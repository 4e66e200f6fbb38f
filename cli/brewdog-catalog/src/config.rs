//! Configuration types for catalog client construction.

use std::collections::BTreeMap;
use std::path::PathBuf;
use std::time::Duration;

use url::Url;

/// Default timeout for a whole request.
pub const DEFAULT_REQUEST_TIMEOUT: Duration = Duration::from_secs(60);

/// Configuration for catalog client construction.
#[derive(Debug, Clone)]
pub struct CatalogClientConfig {
    /// Base URL of the beer catalog, e.g. `https://api.punkapi.com/v2/beers`.
    pub catalog_url: Url,
    /// Value of the `user-agent` header; reqwest's default if unset.
    pub user_agent: Option<String>,
    /// Additional headers to include in requests.
    pub extra_headers: BTreeMap<String, String>,
    /// Timeout for a whole request.
    pub timeout: Duration,
    /// Mock mode for testing.
    pub mock_mode: CatalogMockMode,
}

impl CatalogClientConfig {
    pub fn new(catalog_url: Url) -> Self {
        Self {
            catalog_url,
            user_agent: None,
            extra_headers: BTreeMap::new(),
            timeout: DEFAULT_REQUEST_TIMEOUT,
            mock_mode: CatalogMockMode::None,
        }
    }
}

/// Mock recording/replay mode for integration testing.
#[derive(Debug, Clone, Default, Eq, PartialEq)]
pub enum CatalogMockMode {
    /// Use a real server without any mock recording or replaying.
    #[default]
    None,
    /// Proxy via a mock server and record interactions to a path.
    Record(PathBuf),
    /// Replay interactions from a path using a mock server.
    Replay(PathBuf),
}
□ □ □ □ □
What you need to do ▸ All that belongs in the answer is the lines from the start of the entries above through the line containing "Configuration for catalog client construction.", each given exactly.

Final answer ▸
repository 4e66e200f6fbb38f
filename cli/brewdog-catalog/src/config.rs
//! Configuration types for catalog client construction.

use std::collections::BTreeMap;
use std::path::PathBuf;
use std::time::Duration;

use url::Url;

/// Default timeout for a whole request.
pub const DEFAULT_REQUEST_TIMEOUT: Duration = Duration::from_secs(60);

/// Configuration for catalog client construction.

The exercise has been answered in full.